[Saved data entries]
+ + + +

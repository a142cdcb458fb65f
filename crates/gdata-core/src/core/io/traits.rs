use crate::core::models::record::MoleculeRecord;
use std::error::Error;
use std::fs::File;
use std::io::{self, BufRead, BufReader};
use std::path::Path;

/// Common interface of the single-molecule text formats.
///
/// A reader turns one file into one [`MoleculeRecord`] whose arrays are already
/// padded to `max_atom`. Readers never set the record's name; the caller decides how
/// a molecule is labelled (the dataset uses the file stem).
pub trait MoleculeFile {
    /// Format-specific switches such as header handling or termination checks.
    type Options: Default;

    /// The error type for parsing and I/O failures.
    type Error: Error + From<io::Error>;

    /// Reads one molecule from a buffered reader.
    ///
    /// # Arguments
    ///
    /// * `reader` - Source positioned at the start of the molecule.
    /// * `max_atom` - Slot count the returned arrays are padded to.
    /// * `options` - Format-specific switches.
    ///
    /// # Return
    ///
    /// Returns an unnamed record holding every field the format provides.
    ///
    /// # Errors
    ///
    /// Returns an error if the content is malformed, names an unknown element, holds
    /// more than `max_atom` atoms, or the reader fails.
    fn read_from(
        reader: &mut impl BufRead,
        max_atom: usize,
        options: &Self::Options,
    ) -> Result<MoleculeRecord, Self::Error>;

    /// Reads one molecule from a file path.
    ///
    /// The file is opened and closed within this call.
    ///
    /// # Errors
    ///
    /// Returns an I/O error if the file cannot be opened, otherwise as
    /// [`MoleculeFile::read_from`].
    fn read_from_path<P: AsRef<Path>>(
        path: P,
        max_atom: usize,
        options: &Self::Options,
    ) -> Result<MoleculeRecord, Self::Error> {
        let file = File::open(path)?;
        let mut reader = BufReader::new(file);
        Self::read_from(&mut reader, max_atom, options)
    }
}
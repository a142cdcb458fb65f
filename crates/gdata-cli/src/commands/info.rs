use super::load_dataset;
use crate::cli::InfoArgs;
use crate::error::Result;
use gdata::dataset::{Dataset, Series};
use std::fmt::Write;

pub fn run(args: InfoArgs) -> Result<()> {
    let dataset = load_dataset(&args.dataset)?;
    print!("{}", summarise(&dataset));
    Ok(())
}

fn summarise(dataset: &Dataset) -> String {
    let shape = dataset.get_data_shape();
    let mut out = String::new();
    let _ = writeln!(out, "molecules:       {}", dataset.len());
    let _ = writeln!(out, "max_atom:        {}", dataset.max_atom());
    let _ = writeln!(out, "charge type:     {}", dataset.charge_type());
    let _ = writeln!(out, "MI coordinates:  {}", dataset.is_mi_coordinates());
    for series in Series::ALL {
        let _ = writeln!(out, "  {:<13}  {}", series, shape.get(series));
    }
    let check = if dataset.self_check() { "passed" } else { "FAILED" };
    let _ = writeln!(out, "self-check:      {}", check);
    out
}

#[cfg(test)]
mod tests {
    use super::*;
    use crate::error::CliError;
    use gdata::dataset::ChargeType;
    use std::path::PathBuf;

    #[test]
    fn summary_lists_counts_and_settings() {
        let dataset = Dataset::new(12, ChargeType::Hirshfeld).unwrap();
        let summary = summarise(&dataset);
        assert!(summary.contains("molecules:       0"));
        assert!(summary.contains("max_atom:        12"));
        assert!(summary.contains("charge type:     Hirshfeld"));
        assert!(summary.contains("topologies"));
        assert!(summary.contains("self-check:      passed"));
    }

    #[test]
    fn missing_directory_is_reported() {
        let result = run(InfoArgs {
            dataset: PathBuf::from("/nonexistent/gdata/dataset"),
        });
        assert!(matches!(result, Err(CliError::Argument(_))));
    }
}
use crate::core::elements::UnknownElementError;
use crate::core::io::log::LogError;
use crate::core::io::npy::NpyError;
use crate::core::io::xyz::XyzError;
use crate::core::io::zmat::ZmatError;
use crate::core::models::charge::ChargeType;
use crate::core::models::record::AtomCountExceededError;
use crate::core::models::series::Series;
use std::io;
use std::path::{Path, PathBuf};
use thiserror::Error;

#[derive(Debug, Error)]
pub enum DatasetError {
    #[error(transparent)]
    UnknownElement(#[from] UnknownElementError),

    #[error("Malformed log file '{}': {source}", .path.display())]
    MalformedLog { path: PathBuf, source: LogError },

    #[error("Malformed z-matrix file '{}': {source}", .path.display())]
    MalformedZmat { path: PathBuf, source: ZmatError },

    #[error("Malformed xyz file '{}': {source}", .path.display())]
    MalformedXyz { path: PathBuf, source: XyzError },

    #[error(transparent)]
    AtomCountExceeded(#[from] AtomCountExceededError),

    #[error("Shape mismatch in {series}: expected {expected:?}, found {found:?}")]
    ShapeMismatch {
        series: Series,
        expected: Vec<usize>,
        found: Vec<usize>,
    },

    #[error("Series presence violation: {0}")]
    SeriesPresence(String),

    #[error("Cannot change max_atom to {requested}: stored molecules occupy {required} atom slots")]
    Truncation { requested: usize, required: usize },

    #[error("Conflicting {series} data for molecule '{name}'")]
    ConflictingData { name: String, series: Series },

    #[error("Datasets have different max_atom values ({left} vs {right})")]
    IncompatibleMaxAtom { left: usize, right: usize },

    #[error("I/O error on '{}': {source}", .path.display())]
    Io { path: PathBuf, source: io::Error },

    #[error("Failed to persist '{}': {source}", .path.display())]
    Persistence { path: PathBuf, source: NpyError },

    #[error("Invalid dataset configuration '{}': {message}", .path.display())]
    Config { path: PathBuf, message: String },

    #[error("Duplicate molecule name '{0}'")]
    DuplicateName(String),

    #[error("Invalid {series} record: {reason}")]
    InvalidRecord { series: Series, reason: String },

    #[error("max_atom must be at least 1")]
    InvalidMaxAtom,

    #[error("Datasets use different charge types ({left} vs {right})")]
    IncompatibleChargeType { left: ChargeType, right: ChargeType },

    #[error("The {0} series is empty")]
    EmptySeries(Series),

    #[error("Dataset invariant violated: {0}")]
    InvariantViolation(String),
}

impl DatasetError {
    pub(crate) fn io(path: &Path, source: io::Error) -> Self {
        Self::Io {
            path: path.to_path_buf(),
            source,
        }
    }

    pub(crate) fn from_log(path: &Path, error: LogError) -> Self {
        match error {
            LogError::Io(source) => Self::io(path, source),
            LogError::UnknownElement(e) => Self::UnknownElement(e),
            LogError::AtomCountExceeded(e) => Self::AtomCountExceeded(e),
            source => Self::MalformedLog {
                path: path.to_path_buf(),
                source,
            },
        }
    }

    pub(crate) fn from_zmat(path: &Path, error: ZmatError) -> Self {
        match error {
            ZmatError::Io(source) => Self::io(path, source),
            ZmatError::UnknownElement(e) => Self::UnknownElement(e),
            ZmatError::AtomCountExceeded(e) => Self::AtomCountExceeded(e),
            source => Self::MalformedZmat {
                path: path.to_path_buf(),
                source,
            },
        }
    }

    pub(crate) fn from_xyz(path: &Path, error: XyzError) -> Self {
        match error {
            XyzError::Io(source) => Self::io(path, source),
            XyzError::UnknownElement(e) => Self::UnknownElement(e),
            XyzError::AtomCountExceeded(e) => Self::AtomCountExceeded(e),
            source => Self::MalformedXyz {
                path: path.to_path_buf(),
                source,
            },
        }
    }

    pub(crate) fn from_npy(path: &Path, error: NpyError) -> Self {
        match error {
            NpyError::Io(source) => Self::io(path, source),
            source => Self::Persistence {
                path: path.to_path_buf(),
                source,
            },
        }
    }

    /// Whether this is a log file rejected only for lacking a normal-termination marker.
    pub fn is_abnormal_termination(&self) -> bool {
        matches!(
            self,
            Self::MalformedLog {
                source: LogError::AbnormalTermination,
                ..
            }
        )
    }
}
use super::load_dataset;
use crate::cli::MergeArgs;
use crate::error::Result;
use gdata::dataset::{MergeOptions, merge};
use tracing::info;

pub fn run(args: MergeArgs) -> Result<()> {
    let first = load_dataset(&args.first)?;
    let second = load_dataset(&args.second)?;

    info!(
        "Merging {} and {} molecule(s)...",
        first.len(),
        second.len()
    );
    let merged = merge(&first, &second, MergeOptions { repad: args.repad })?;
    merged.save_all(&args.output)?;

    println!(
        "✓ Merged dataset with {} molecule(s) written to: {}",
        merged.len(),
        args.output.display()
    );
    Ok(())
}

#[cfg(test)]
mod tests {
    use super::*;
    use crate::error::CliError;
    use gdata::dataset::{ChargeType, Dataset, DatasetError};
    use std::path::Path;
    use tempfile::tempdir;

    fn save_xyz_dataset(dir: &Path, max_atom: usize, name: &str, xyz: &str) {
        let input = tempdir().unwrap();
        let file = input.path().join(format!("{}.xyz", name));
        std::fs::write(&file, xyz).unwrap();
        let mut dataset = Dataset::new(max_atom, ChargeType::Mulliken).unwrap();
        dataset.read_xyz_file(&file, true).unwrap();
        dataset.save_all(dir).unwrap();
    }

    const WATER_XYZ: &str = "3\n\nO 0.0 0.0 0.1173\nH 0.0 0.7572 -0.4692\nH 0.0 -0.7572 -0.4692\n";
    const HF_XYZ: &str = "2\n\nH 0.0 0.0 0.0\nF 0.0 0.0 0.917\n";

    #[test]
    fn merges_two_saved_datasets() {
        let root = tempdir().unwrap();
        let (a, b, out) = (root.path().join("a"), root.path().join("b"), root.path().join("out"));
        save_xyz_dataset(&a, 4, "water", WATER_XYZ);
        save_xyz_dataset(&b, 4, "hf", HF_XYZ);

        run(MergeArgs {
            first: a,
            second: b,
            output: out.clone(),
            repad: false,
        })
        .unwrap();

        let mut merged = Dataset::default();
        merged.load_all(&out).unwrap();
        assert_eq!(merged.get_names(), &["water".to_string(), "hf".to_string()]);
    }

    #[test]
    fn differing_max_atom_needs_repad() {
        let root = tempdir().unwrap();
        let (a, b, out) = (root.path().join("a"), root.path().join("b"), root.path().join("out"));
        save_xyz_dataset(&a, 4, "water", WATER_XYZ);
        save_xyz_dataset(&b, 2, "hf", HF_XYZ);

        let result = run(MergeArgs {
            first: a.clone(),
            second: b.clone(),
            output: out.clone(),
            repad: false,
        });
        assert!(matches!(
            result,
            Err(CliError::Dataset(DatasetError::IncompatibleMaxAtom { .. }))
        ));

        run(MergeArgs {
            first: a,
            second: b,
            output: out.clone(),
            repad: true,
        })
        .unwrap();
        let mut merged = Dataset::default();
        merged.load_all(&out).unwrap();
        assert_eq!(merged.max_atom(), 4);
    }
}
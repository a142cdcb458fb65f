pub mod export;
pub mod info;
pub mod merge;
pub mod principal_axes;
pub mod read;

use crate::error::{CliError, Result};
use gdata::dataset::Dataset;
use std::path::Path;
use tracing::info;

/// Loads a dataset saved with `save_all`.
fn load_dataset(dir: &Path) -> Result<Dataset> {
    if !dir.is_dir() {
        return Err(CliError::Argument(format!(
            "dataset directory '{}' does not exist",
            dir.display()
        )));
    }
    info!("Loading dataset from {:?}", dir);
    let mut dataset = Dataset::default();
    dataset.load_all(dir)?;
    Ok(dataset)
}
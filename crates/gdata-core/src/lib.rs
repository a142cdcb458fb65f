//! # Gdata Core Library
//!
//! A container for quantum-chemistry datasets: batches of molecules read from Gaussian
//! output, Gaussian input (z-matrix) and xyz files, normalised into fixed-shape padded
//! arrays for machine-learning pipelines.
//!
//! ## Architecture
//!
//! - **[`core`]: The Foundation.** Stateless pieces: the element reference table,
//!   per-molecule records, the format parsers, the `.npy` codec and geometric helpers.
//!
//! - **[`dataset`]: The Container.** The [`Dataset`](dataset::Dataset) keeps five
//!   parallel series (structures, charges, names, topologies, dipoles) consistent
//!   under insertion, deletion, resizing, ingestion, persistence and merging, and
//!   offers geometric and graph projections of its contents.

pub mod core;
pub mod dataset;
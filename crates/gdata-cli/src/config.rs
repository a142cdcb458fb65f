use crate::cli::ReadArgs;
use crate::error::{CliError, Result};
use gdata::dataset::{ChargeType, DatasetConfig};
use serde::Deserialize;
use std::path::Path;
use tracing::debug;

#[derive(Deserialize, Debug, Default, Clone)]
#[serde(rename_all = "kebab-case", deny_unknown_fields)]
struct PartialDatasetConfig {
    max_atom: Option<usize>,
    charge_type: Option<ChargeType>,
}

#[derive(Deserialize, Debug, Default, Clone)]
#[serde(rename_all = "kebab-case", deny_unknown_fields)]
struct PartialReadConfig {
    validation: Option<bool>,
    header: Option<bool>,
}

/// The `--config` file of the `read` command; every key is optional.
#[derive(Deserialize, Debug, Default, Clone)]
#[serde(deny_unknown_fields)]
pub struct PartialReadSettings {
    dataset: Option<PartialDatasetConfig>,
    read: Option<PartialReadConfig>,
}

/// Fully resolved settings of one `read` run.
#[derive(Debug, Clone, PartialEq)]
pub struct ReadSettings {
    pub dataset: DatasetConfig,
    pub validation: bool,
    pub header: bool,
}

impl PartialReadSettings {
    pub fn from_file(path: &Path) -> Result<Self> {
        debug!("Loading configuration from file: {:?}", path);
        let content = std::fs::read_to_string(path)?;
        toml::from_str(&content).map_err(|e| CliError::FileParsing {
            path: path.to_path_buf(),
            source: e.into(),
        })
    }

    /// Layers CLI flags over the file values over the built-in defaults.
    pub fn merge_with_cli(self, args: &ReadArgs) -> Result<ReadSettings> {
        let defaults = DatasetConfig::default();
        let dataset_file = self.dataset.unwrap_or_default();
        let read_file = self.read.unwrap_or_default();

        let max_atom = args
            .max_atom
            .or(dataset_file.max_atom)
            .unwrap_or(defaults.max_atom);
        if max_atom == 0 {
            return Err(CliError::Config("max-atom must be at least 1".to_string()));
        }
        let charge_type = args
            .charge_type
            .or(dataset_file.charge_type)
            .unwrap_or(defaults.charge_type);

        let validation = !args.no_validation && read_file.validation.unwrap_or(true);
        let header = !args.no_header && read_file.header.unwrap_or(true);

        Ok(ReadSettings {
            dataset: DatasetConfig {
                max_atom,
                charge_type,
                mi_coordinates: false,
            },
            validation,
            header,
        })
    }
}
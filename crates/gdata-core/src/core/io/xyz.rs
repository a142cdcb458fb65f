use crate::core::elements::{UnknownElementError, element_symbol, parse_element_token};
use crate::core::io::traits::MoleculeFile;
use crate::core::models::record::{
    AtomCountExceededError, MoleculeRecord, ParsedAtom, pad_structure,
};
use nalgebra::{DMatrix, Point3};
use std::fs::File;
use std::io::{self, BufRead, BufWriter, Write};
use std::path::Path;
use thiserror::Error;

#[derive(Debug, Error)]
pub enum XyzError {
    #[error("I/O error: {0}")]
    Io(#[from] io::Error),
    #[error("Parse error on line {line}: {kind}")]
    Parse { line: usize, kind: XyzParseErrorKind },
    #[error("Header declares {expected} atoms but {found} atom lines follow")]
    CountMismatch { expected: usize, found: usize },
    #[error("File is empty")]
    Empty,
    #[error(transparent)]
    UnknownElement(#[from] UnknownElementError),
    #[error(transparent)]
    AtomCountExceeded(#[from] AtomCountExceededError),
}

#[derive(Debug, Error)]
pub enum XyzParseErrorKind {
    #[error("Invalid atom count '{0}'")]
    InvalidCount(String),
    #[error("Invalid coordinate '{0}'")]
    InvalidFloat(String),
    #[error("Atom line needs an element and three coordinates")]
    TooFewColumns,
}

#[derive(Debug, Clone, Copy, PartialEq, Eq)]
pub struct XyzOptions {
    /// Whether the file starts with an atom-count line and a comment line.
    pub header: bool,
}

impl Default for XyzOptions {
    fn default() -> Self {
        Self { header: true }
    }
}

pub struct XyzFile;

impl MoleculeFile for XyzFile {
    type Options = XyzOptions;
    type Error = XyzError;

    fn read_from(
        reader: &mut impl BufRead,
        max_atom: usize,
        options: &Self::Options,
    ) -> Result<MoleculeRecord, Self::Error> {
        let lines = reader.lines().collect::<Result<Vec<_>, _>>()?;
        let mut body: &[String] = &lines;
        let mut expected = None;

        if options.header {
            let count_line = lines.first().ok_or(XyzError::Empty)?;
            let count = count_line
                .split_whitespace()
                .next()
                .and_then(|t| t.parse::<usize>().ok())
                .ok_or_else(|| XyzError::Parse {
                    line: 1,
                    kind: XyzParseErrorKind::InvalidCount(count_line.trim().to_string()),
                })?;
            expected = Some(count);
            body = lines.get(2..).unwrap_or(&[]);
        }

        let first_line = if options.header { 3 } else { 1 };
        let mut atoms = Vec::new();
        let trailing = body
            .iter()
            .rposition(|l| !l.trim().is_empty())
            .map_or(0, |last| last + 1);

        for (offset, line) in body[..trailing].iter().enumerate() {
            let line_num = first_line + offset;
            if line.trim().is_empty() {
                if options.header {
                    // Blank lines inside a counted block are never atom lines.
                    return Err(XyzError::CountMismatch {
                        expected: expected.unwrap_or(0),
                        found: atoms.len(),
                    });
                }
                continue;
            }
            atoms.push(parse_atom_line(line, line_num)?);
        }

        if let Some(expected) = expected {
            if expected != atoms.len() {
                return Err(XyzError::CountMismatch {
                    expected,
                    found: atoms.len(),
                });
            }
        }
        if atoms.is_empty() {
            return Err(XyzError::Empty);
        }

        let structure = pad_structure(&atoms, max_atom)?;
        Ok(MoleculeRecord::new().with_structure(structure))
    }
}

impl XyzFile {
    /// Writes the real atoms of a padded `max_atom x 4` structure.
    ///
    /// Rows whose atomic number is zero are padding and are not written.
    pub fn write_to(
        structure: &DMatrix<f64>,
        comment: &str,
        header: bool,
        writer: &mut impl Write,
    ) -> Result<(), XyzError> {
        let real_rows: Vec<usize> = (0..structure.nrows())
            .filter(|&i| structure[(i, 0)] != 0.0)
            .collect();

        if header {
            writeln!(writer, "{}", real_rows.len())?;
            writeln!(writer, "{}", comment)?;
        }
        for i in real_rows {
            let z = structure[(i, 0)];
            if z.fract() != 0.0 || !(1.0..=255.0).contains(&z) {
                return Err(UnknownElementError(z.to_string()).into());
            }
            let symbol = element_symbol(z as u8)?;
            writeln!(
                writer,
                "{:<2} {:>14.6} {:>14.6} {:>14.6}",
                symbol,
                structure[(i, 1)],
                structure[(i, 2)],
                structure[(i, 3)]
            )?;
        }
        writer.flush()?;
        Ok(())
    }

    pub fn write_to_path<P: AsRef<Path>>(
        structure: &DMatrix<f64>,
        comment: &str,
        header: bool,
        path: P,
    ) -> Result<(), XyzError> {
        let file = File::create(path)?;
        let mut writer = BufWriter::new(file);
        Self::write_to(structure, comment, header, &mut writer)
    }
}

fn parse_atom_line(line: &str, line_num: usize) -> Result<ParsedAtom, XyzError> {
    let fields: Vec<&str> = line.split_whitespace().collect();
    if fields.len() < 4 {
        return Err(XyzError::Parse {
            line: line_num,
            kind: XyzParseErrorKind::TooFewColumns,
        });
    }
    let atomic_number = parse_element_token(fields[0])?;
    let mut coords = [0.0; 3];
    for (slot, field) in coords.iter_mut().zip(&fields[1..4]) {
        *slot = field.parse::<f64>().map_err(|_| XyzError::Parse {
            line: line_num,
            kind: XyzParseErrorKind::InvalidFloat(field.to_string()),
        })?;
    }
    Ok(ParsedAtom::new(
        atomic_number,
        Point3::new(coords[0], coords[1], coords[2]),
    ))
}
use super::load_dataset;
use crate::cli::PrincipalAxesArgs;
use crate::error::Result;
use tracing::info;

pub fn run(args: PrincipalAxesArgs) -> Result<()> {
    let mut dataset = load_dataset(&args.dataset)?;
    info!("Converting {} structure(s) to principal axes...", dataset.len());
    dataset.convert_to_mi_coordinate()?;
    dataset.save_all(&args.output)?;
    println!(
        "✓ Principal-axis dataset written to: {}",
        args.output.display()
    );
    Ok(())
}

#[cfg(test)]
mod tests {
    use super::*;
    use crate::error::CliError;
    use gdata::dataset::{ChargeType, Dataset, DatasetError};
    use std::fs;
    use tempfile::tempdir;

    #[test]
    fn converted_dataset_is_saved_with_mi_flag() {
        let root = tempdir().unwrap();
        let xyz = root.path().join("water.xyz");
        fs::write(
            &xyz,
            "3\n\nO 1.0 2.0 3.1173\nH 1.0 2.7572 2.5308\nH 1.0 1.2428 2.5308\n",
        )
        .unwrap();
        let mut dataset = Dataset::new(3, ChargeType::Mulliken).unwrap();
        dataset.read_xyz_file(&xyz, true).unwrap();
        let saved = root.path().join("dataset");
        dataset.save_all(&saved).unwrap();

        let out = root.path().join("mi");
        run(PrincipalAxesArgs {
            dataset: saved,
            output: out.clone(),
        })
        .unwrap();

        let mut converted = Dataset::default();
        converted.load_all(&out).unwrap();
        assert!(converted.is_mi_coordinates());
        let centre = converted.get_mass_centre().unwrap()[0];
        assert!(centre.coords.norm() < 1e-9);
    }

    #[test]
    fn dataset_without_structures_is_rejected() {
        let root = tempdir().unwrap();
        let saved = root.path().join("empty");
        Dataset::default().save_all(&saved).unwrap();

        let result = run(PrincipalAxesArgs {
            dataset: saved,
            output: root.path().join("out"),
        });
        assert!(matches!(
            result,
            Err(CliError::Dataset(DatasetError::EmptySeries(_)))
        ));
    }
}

+ + + +

● DESCRIPTION OF THE TASK:
Extract all lines from the data in which "never" is found.

● ANSWER AREA:
/// padded to `max_atom`. Readers never set the record's name; the caller decides how
                    // Blank lines inside a counted block are never atom lines.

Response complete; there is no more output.